Wednesday, 19 April 2017
Another pinny has been hung up for good
One of a long line of "formidable British battleaxes", as portrayed by the likes of Mollie Sugden, Violet Carson, Irene Handl, Stephanie Cole, Edna Dore, Joan Sanderson, Yootha Joyce, Patricia Routledge and (of course) Peggy Mount - as well as fellow cast member, that stalwart of the "shooing duster", Kathy Staff - Jane Freeman's tour-de-force as Holmsfirth cafe owner "Ivy" in Last of the Summer Wine was one of the strong female characters who held this show, and Corrie, and so many other UK telly series, together.
Miss Freeman, a graduate of Cardiff's College of Music and Drama [a familiar campus for me, overlooking as it did the infamous cruising ground that was Cardiff's Castle Grounds, but I digress], had a long career on the stage before television success beckoned.
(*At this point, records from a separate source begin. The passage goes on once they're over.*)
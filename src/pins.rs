//! GPIO / peripheral pin assignments for the LevelSense node
//! (TTGO T-Display class board, ESP32).
//!
//! Single source of truth: every driver references this module rather than
//! hard-coding pin numbers.

// ---------------------------------------------------------------------------
// Sensors
// ---------------------------------------------------------------------------

/// Float switch input with internal pull-up. LOW = water OK, HIGH = LOW water.
pub const WATER_LEVEL_GPIO: i32 = 12;

/// Battery voltage divider tap.  ADC1 channel 6 on the ESP32.
pub const BATTERY_ADC_GPIO: i32 = 34;
pub const BATTERY_ADC_CHANNEL: u32 = 6;

/// Digital output that powers the battery divider (active HIGH).
pub const BATTERY_ADC_ENABLE_GPIO: i32 = 14;

// ---------------------------------------------------------------------------
// Buttons (active-low)
// ---------------------------------------------------------------------------

/// Right button.  RTC-capable, so it doubles as the deep-sleep wake pin.
pub const BUTTON_RIGHT_GPIO: i32 = 35;
/// Left button (BOOT strap pin).
pub const BUTTON_LEFT_GPIO: i32 = 0;

/// Pin armed as the EXT0 wake source before deep sleep.
pub const WAKE_GPIO: i32 = BUTTON_RIGHT_GPIO;
/// Level that triggers the wake (button pressed pulls the line low).
pub const WAKE_LEVEL: i32 = 0;

// ---------------------------------------------------------------------------
// Display
// ---------------------------------------------------------------------------

/// TFT backlight enable (active HIGH).
pub const DISPLAY_BACKLIGHT_GPIO: i32 = 4;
Among the parts for which she was renowned were "Kath" in Joe Orton’s Entertaining Mr Sloane and "Amanda Wingfield" in Tennessee Williams’s The Glass Menagerie; before she gained her foothold on screen, and appeared in (among others) the first Blackadder series.
With her demise, we have a mere handful of actresses who can play this dying breed of matriarchs...
RIP Jane Freeman (born Shirley Ann Pithers, 12th June 1935 – 9th March 2017)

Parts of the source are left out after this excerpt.